It is possible to access a hexdump of the binary references index by using the -format
flag.
$ sdb binaries -format text data00000a.tar | head -n 5
0 0 false 12c552d1d67f4b4fa22a61c5818286a2 f20cc9f7902d6facdd7a9e260dc686d144de5ca3#108232
0 0 false 12c552d1d67f4b4fa22a61c5818286a2 4ab8c9485e1c13410eb684863f333414e0e2973d#37470
0 0 false 45ef53df2d094fcea8336b1fdc7c3e49 360636479c1c3b1b47d2174d4432224fc6193ed4#22090
0 0 false 45ef53df2d094fcea8336b1fdc7c3e49 9e56c46ff9b64986f491c53e0f625fa1fd26daff#84533
0 0 false 5666923c93a54d21a9a36cb3372a890b dab128f67d237c980e5770ee045c38e36afa1327#19764
The output shows a list of external binary references.

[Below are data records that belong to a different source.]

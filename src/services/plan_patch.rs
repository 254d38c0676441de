//! Incremental plan edits: end-date shifts with pause days, and workout
//! substitutions matched by movement pattern at preserved volume.

use chrono::{Duration, NaiveDate};

use crate::models::{
    ExerciseSpec, MovementPattern, OverrideType, PlanOverride, PlanTemplate, WorkoutSpec,
};

use super::plan_renderer::{self, upsert_override};

/// Static keyword table for movement classification. First match wins, so
/// the more specific vertical-pull names come before the generic "row".
const MOVEMENT_KEYWORDS: &[(&str, MovementPattern)] = &[
    ("pulldown", MovementPattern::VerticalPull),
    ("pull-up", MovementPattern::VerticalPull),
    ("pull up", MovementPattern::VerticalPull),
    ("chin-up", MovementPattern::VerticalPull),
    ("chin up", MovementPattern::VerticalPull),
    ("overhead press", MovementPattern::VerticalPush),
    ("shoulder press", MovementPattern::VerticalPush),
    ("push press", MovementPattern::VerticalPush),
    ("bench press", MovementPattern::HorizontalPush),
    ("chest press", MovementPattern::HorizontalPush),
    ("push-up", MovementPattern::HorizontalPush),
    ("push up", MovementPattern::HorizontalPush),
    ("dip", MovementPattern::HorizontalPush),
    ("row", MovementPattern::HorizontalPull),
    ("face pull", MovementPattern::HorizontalPull),
    ("deadlift", MovementPattern::Hinge),
    ("hip thrust", MovementPattern::Hinge),
    ("good morning", MovementPattern::Hinge),
    ("swing", MovementPattern::Hinge),
    ("squat", MovementPattern::Squat),
    ("lunge", MovementPattern::Squat),
    ("leg press", MovementPattern::Squat),
    ("step-up", MovementPattern::Squat),
];

/// Classifies an exercise name into a movement pattern, if any keyword in
/// the lookup table matches.
pub fn classify_movement(name: &str) -> Option<MovementPattern> {
    let lowered = name.to_lowercase();
    MOVEMENT_KEYWORDS
        .iter()
        .find(|(keyword, _)| lowered.contains(keyword))
        .map(|(_, pattern)| *pattern)
}

/// End-date shift: the plan grows by `shift_days`, the paused dates become
/// rest days carrying the given calorie delta, and dates past the old end
/// are re-covered by cyclic replay at render time.
#[derive(Debug, Clone)]
pub struct EndDateShift {
    pub shift_days: i32,
    /// First paused date; defaults to the day after the current end.
    pub pause_start: Option<NaiveDate>,
    /// Added to the plan default on paused days.
    pub pause_calorie_delta: i32,
}

pub fn shift_end_date(
    template: &mut PlanTemplate,
    overrides: &mut Vec<PlanOverride>,
    shift: &EndDateShift,
) {
    let days = shift.shift_days.max(0);
    if days == 0 {
        return;
    }

    let pause_start = shift
        .pause_start
        .unwrap_or(template.end_date + Duration::days(1));

    for i in 0..days {
        let date = pause_start + Duration::days(i as i64);
        upsert_override(
            overrides,
            PlanOverride {
                date,
                override_type: OverrideType::Pause,
                workout: Some(WorkoutSpec::rest_day()),
                calorie_target: None,
                calorie_delta: Some(shift.pause_calorie_delta),
            },
        );
    }

    template.end_date += Duration::days(days as i64);
}

/// Workout substitution request against an already-rendered plan.
#[derive(Debug, Clone)]
pub struct WorkoutReplacement {
    pub pattern: MovementPattern,
    /// Exercises to substitute in; the matched exercises' total set count
    /// is redistributed across these.
    pub preferred_exercises: Vec<String>,
    /// Drop one set per exercise and one RPE point, on the days the
    /// substitution touches.
    pub reduce_intensity: bool,
    /// Swap the cardio modality, preserving the scheduled duration.
    pub preferred_cardio: Option<String>,
    /// Only days on or after this date are touched.
    pub effective_from: NaiveDate,
}

/// Computes the overrides that realize a substitution over every future,
/// non-rest day of the plan. Pure: the caller persists the result by
/// folding it into the stored override set (last write wins).
pub fn replace_workouts(
    template: &PlanTemplate,
    overrides: &[PlanOverride],
    replacement: &WorkoutReplacement,
) -> Vec<PlanOverride> {
    let start = replacement.effective_from.max(template.start_date);
    let rendered = plan_renderer::render(template, overrides, start, template.end_date);

    let mut patches = Vec::new();
    for day in rendered {
        if day.workout.is_rest_day() {
            continue;
        }
        if let Some(workout) = substitute(&day.workout, replacement) {
            patches.push(PlanOverride {
                date: day.date,
                override_type: OverrideType::Adjust,
                workout: Some(workout),
                calorie_target: Some(day.calorie_target),
                calorie_delta: None,
            });
        }
    }
    patches
}

/// Rewrites one workout per the replacement request, or `None` when the
/// day is unaffected.
fn substitute(workout: &WorkoutSpec, replacement: &WorkoutReplacement) -> Option<WorkoutSpec> {
    let mut changed = false;
    let mut result = workout.clone();

    let matched: Vec<&ExerciseSpec> = workout
        .exercises
        .iter()
        .filter(|e| classify_movement(&e.name) == Some(replacement.pattern))
        .collect();

    if !matched.is_empty() && !replacement.preferred_exercises.is_empty() {
        let total_sets: i32 = matched.iter().map(|e| e.sets).sum();
        let reps = matched[0].reps;
        let rpe = matched[0].rpe;

        result
            .exercises
            .retain(|e| classify_movement(&e.name) != Some(replacement.pattern));

        // Redistribute the matched volume: every preferred exercise gets
        // the base share, the first ones absorb the remainder.
        let count = replacement.preferred_exercises.len() as i32;
        let base = total_sets / count;
        let remainder = total_sets % count;
        for (i, name) in replacement.preferred_exercises.iter().enumerate() {
            let sets = base + if (i as i32) < remainder { 1 } else { 0 };
            if sets == 0 {
                continue;
            }
            result.exercises.push(ExerciseSpec {
                name: name.clone(),
                sets,
                reps,
                rpe,
            });
        }
        changed = true;
    }

    if let (Some(kind), Some(cardio)) = (&replacement.preferred_cardio, result.cardio.as_mut()) {
        if &cardio.kind != kind {
            cardio.kind = kind.clone();
            changed = true;
        }
    }

    // Intensity reduction rides along with a substitution; days the
    // replacement did not touch keep their programmed volume.
    if replacement.reduce_intensity && changed {
        for exercise in &mut result.exercises {
            exercise.sets = (exercise.sets - 1).max(1);
            if let Some(rpe) = exercise.rpe.as_mut() {
                *rpe = (*rpe - 1.0).max(5.0);
            }
        }
    }

    changed.then_some(result)
}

Every line contains the generation of the segment, the full generation of the segment, if the segment was created by a compaction operation, the segment ID and the identifier of the binary reference.
The example above shows only segments of generation 0
, full generation 0
, created by a user-generated commit.
One of those segments is 12c552d1...
.
This segment has two references to the binaries identified by f20cc9f7...
and 4ab8c948...
.